In this section, we will learn all of the fundamentals and understand the various Apache Kafka components such as:

  • Kafka Topics
  • Kafka Producers
  • Kafka Consumers
  • Kafka Consumer Groups and Consumer Offsets
  • Kafka Brokers
  • Kafka Topic Replication
  • Zookeeper
  • KRaft Mode

This content is intended for users who want to understand and use Apache Kafka properly.

1.1 What is a Kafka Topic?

Similar to how databases have tables to organize and segment datasets, Kafka uses the concept of topics to organize related messages.

A topic is identified by its name. For example, we may have a topic called logs that may contain log messages from our application, and another topic called purchases that may contain purchase data from our application as it happens.

Kafka topics can contain any kind of message in any format, and the sequence of all these messages is called a data stream. Topics 可以存储任意类型任何格式的消息,这些消息的顺序叫做数据流。

Kafka Topics - Warning

Unlike database tables, Kafka topics are not query-able. Instead, we have to create Kafka producers to send data to the topic and Kafka consumers to read the data from the topic in order.

Kafka topics 是不可查询的。

Data in Kafka topics is deleted after one week by default (also called the default message retention period), and this value is configurable. This mechanism of deleting old data ensures a Kafka cluster does not run out of disk space by recycling topics over time. Topics 中的数据默认在 1 周后删除。这种删除旧数据的机制通过随着时间的推移回收主题来确保 Kafka 集群不会耗尽磁盘空间。

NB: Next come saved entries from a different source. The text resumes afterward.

use anyhow::{anyhow, bail, Result};
use relocate_core::{clean_domain, is_local_domain, normalize_physical_uri};
use serde::Serialize;

use crate::database::{quote, sql_timestamp, table_name};
use crate::Database;

pub const PS_SHOP_DOMAIN: &str = "PS_SHOP_DOMAIN";
pub const PS_SHOP_DOMAIN_SSL: &str = "PS_SHOP_DOMAIN_SSL";

#[derive(Debug, Clone, PartialEq, Eq, Serialize)]
pub struct ShopUrlRecord {
    pub id: i64,
    pub domain: String,
    pub domain_ssl: String,
    pub physical_uri: String,
    pub main: bool,
}

pub fn read_main_shop_url(db: &dyn Database) -> Result<Option<ShopUrlRecord>> {
    let table = table_name(db, "shop_url")?;
    let row = db.get_row(&format!(
        "SELECT id_shop_url, domain, domain_ssl, physical_uri, main FROM {table} ORDER BY main DESC, id_shop_url ASC LIMIT 1"
    ))?;
    let Some(row) = row else {
        return Ok(None);
    };

    let id = row
        .get("id_shop_url")
        .ok_or_else(|| anyhow!("shop_url row has no id"))?
        .trim()
        .parse::<i64>()
        .map_err(|err| anyhow!("shop_url id is not numeric: {err}"))?;
    Ok(Some(ShopUrlRecord {
        id,
        domain: row.get("domain").unwrap_or_default().to_string(),
        domain_ssl: row.get("domain_ssl").unwrap_or_default().to_string(),
        physical_uri: row.get("physical_uri").unwrap_or("/").to_string(),
        main: row.get("main").is_some_and(|value| value.trim() == "1"),
    }))
}

pub fn write_main_shop_url(
    db: &dyn Database,
    domain: &str,
    physical_uri: Option<&str>,
) -> Result<ShopUrlRecord> {
    let domain = clean_domain(domain);
    if domain.is_empty() {
        bail!("refusing to write an empty shop domain");
    }
    let mut record =
        read_main_shop_url(db)?.ok_or_else(|| anyhow!("shop_url table has no rows"))?;

    let table = table_name(db, "shop_url")?;
    let mut assignments = vec![
        format!("domain = {}", quote(db, &domain)),
        format!("domain_ssl = {}", quote(db, &domain)),
    ];
    if let Some(physical_uri) = physical_uri {
        record.physical_uri = normalize_physical_uri(physical_uri);
        assignments.push(format!("physical_uri = {}", quote(db, &record.physical_uri)));
    }
    db.execute(&format!(
        "UPDATE {table} SET {} WHERE id_shop_url = {}",
        assignments.join(", "),
        record.id
    ))?;

    record.domain = domain.clone();
    record.domain_ssl = domain;
    log::info!(
        "shop url set to {}{}",
        record.domain,
        record.physical_uri
    );
    Ok(record)
}

pub fn get_configuration(db: &dyn Database, name: &str) -> Result<Option<String>> {
    let table = table_name(db, "configuration")?;
    db.get_scalar(&format!(
        "SELECT value FROM {table} WHERE name = {} ORDER BY id_configuration ASC LIMIT 1",
        quote(db, name)
    ))
}

pub fn set_configuration(db: &dyn Database, name: &str, value: &str) -> Result<()> {
    let table = table_name(db, "configuration")?;
    let now = quote(db, &sql_timestamp());
    let existing = db
        .get_scalar(&format!(
            "SELECT COUNT(*) FROM {table} WHERE name = {}",
            quote(db, name)
        ))?
        .and_then(|count| count.trim().parse::<u64>().ok())
        .unwrap_or(0);

    if existing > 0 {
        db.execute(&format!(
            "UPDATE {table} SET value = {}, date_upd = {now} WHERE name = {}",
            quote(db, value),
            quote(db, name)
        ))?;
    } else {
        db.execute(&format!(
            "INSERT INTO {table} (name, value, date_add, date_upd) VALUES ({}, {}, {now}, {now})",
            quote(db, name),
            quote(db, value)
        ))?;
    }
    Ok(())
}

#[derive(Debug, Clone, Default, PartialEq, Eq)]
pub struct RequestEnvironment {
    pub http_host: Option<String>,
    pub server_name: Option<String>,
}

impl RequestEnvironment {
    pub fn from_env() -> Self {
        let read = |key: &str| std::env::var(key).ok().filter(|value| !value.trim().is_empty());
        Self {
            http_host: read("HTTP_HOST"),
            server_name: read("SERVER_NAME"),
        }
    }
}

#[derive(Debug, Clone, Default, PartialEq, Eq, Serialize)]
pub struct DomainSnapshot {
    pub shop_domain: Option<String>,
    pub shop_url_domain: Option<String>,
    pub physical_uri: Option<String>,
}

impl DomainSnapshot {
    pub fn capture(db: &dyn Database) -> Self {
        let shop_domain = get_configuration(db, PS_SHOP_DOMAIN)
            .map_err(|err| log::debug!("no stored shop domain: {err:#}"))
            .ok()
            .flatten();
        let record = read_main_shop_url(db)
            .map_err(|err| log::debug!("no shop url row: {err:#}"))
            .ok()
            .flatten();
        Self {
            shop_domain,
            shop_url_domain: record.as_ref().map(|record| record.domain.clone()),
            physical_uri: record.map(|record| record.physical_uri),
        }
    }
}

pub fn detect_current_domain(
    db: &dyn Database,
    env: &RequestEnvironment,
    captured: Option<&DomainSnapshot>,
) -> Option<String> {
    let accept = |value: Option<String>| {
        value
            .map(|value| clean_domain(&value))
            .filter(|domain| !domain.is_empty() && !is_local_domain(domain))
    };

    accept(env.http_host.clone())
        .or_else(|| accept(env.server_name.clone()))
        .or_else(|| accept(captured.and_then(|snapshot| snapshot.shop_domain.clone())))
        .or_else(|| accept(get_configuration(db, PS_SHOP_DOMAIN).ok().flatten()))
        .or_else(|| accept(captured.and_then(|snapshot| snapshot.shop_url_domain.clone())))
        .or_else(|| {
            accept(
                read_main_shop_url(db)
                    .ok()
                    .flatten()
                    .map(|record| record.domain),
            )
        })
}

1.2 What are Kafka Partitions?

Topics are broken down into a number of partitions. A single topic may have more than one partition, it is common to see topics with 100 partitions.

The number of partitions of a topic is specified at the time of topic creation. Partitions are numbered starting from 0 to N-1, where N is the number of partitions. The figure below shows a topic with three partitions, with messages being appended to the end of each one.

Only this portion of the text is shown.